● The task
Each record must be printed exactly as given.

Exercise data: Begin

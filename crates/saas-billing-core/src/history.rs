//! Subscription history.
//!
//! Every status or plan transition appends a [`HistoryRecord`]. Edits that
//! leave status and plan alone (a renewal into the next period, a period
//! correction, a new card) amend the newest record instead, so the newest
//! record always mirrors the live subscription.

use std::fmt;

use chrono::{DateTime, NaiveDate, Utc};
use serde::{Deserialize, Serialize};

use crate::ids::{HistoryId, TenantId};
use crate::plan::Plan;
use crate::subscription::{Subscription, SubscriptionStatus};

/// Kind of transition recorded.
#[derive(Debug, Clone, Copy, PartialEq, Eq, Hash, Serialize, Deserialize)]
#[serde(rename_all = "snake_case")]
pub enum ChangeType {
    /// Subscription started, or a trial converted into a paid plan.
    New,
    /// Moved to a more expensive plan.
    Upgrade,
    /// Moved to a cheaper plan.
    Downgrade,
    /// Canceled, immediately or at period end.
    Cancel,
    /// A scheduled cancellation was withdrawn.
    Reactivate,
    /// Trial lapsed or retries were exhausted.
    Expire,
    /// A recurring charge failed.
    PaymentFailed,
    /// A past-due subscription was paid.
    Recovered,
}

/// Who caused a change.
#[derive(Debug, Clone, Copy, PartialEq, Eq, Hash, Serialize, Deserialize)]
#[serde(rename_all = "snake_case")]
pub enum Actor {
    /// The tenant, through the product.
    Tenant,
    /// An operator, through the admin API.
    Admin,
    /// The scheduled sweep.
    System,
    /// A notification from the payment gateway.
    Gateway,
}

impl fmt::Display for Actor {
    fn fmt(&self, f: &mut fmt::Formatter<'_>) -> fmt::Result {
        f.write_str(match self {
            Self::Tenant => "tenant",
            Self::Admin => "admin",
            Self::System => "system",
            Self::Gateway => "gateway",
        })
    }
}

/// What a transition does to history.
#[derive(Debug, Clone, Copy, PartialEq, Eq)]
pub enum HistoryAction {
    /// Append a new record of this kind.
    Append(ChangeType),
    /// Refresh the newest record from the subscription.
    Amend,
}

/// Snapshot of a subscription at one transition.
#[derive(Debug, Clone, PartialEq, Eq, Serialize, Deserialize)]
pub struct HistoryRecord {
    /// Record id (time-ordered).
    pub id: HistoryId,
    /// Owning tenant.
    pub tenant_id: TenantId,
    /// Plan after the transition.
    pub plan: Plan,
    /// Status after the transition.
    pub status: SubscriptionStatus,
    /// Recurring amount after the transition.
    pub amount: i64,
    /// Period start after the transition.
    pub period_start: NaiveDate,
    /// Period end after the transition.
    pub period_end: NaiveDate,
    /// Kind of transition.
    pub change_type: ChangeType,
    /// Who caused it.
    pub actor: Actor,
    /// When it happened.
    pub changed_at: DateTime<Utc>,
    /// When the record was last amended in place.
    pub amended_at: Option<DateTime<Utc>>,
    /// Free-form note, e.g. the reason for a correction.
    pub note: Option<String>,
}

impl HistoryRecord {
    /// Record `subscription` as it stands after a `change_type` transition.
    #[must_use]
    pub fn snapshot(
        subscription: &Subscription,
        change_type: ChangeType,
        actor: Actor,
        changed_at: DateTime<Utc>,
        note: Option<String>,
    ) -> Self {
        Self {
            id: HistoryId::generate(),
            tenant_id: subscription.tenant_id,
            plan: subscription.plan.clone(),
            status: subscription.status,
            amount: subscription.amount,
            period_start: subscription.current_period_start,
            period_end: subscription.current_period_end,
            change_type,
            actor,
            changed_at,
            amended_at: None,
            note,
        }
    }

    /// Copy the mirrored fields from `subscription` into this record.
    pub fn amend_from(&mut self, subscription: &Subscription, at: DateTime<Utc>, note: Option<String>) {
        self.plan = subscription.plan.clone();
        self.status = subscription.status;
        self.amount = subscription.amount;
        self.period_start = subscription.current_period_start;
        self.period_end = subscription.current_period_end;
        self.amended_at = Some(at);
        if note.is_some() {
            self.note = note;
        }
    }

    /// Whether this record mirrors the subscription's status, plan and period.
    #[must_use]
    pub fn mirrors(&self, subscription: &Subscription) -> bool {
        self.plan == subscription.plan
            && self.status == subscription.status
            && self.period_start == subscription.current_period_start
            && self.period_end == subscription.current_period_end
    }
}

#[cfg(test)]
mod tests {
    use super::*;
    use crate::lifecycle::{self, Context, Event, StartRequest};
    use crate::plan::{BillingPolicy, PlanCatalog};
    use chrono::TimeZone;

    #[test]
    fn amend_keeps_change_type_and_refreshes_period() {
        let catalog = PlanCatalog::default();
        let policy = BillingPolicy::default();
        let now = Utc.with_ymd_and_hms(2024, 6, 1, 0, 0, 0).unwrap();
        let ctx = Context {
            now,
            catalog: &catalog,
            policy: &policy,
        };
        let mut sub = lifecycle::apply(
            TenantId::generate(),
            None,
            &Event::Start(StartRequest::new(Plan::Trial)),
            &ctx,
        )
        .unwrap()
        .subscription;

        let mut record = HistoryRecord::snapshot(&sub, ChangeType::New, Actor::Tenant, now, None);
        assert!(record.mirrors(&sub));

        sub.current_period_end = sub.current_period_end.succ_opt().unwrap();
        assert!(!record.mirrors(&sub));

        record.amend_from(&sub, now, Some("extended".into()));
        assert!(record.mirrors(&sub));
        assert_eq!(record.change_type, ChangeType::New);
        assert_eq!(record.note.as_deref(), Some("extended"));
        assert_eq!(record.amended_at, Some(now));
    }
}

Exercise data: End

● Your solution
filename crates/saas-billing-core/src/history.rs
//! Subscription history.
//!
//! Every status or plan transition appends a [`HistoryRecord`]. Edits that
//! leave status and plan alone (a renewal into the next period, a period
//! correction, a new card) amend the newest record instead, so the newest
//! record always mirrors the live subscription.

use std::fmt;

use chrono::{DateTime, NaiveDate, Utc};
use serde::{Deserialize, Serialize};

use crate::ids::{HistoryId, TenantId};
use crate::plan::Plan;
use crate::subscription::{Subscription, SubscriptionStatus};

/// Kind of transition recorded.
#[derive(Debug, Clone, Copy, PartialEq, Eq, Hash, Serialize, Deserialize)]
#[serde(rename_all = "snake_case")]
pub enum ChangeType {
    /// Subscription started, or a trial converted into a paid plan.
    New,
    /// Moved to a more expensive plan.
    Upgrade,
    /// Moved to a cheaper plan.
    Downgrade,
    /// Canceled, immediately or at period end.
    Cancel,
    /// A scheduled cancellation was withdrawn.
    Reactivate,
    /// Trial lapsed or retries were exhausted.
    Expire,
    /// A recurring charge failed.
    PaymentFailed,
    /// A past-due subscription was paid.
    Recovered,
}

/// Who caused a change.
#[derive(Debug, Clone, Copy, PartialEq, Eq, Hash, Serialize, Deserialize)]
#[serde(rename_all = "snake_case")]
pub enum Actor {
    /// The tenant, through the product.
    Tenant,
    /// An operator, through the admin API.
    Admin,
    /// The scheduled sweep.
    System,
    /// A notification from the payment gateway.
    Gateway,
}

impl fmt::Display for Actor {
    fn fmt(&self, f: &mut fmt::Formatter<'_>) -> fmt::Result {
        f.write_str(match self {
            Self::Tenant => "tenant",
            Self::Admin => "admin",
            Self::System => "system",
            Self::Gateway => "gateway",
        })
    }
}

/// What a transition does to history.
#[derive(Debug, Clone, Copy, PartialEq, Eq)]
pub enum HistoryAction {
    /// Append a new record of this kind.
    Append(ChangeType),
    /// Refresh the newest record from the subscription.
    Amend,
}

/// Snapshot of a subscription at one transition.
#[derive(Debug, Clone, PartialEq, Eq, Serialize, Deserialize)]
pub struct HistoryRecord {
    /// Record id (time-ordered).
    pub id: HistoryId,
    /// Owning tenant.
    pub tenant_id: TenantId,
    /// Plan after the transition.
    pub plan: Plan,
    /// Status after the transition.
    pub status: SubscriptionStatus,
    /// Recurring amount after the transition.
    pub amount: i64,
    /// Period start after the transition.
    pub period_start: NaiveDate,
    /// Period end after the transition.
    pub period_end: NaiveDate,
    /// Kind of transition.
    pub change_type: ChangeType,
    /// Who caused it.
    pub actor: Actor,
    /// When it happened.
    pub changed_at: DateTime<Utc>,
    /// When the record was last amended in place.
    pub amended_at: Option<DateTime<Utc>>,
    /// Free-form note, e.g. the reason for a correction.
    pub note: Option<String>,
}

impl HistoryRecord {
    /// Record `subscription` as it stands after a `change_type` transition.
    #[must_use]
    pub fn snapshot(
        subscription: &Subscription,
        change_type: ChangeType,
        actor: Actor,
        changed_at: DateTime<Utc>,
        note: Option<String>,
    ) -> Self {
        Self {
            id: HistoryId::generate(),
            tenant_id: subscription.tenant_id,
            plan: subscription.plan.clone(),
            status: subscription.status,
            amount: subscription.amount,
            period_start: subscription.current_period_start,
            period_end: subscription.current_period_end,
            change_type,
            actor,
            changed_at,
            amended_at: None,
            note,
        }
    }

    /// Copy the mirrored fields from `subscription` into this record.
    pub fn amend_from(&mut self, subscription: &Subscription, at: DateTime<Utc>, note: Option<String>) {
        self.plan = subscription.plan.clone();
        self.status = subscription.status;
        self.amount = subscription.amount;
        self.period_start = subscription.current_period_start;
        self.period_end = subscription.current_period_end;
        self.amended_at = Some(at);
        if note.is_some() {
            self.note = note;
        }
    }

    /// Whether this record mirrors the subscription's status, plan and period.
    #[must_use]
    pub fn mirrors(&self, subscription: &Subscription) -> bool {
        self.plan == subscription.plan
            && self.status == subscription.status
            && self.period_start == subscription.current_period_start
            && self.period_end == subscription.current_period_end
    }
}

#[cfg(test)]
mod tests {
    use super::*;
    use crate::lifecycle::{self, Context, Event, StartRequest};
    use crate::plan::{BillingPolicy, PlanCatalog};
    use chrono::TimeZone;

    #[test]
    fn amend_keeps_change_type_and_refreshes_period() {
        let catalog = PlanCatalog::default();
        let policy = BillingPolicy::default();
        let now = Utc.with_ymd_and_hms(2024, 6, 1, 0, 0, 0).unwrap();
        let ctx = Context {
            now,
            catalog: &catalog,
            policy: &policy,
        };
        let mut sub = lifecycle::apply(
            TenantId::generate(),
            None,
            &Event::Start(StartRequest::new(Plan::Trial)),
            &ctx,
        )
        .unwrap()
        .subscription;

        let mut record = HistoryRecord::snapshot(&sub, ChangeType::New, Actor::Tenant, now, None);
        assert!(record.mirrors(&sub));

        sub.current_period_end = sub.current_period_end.succ_opt().unwrap();
        assert!(!record.mirrors(&sub));

        record.amend_from(&sub, now, Some("extended".into()));
        assert!(record.mirrors(&sub));
        assert_eq!(record.change_type, ChangeType::New);
        assert_eq!(record.note.as_deref(), Some("extended"));
        assert_eq!(record.amended_at, Some(now));
    }
}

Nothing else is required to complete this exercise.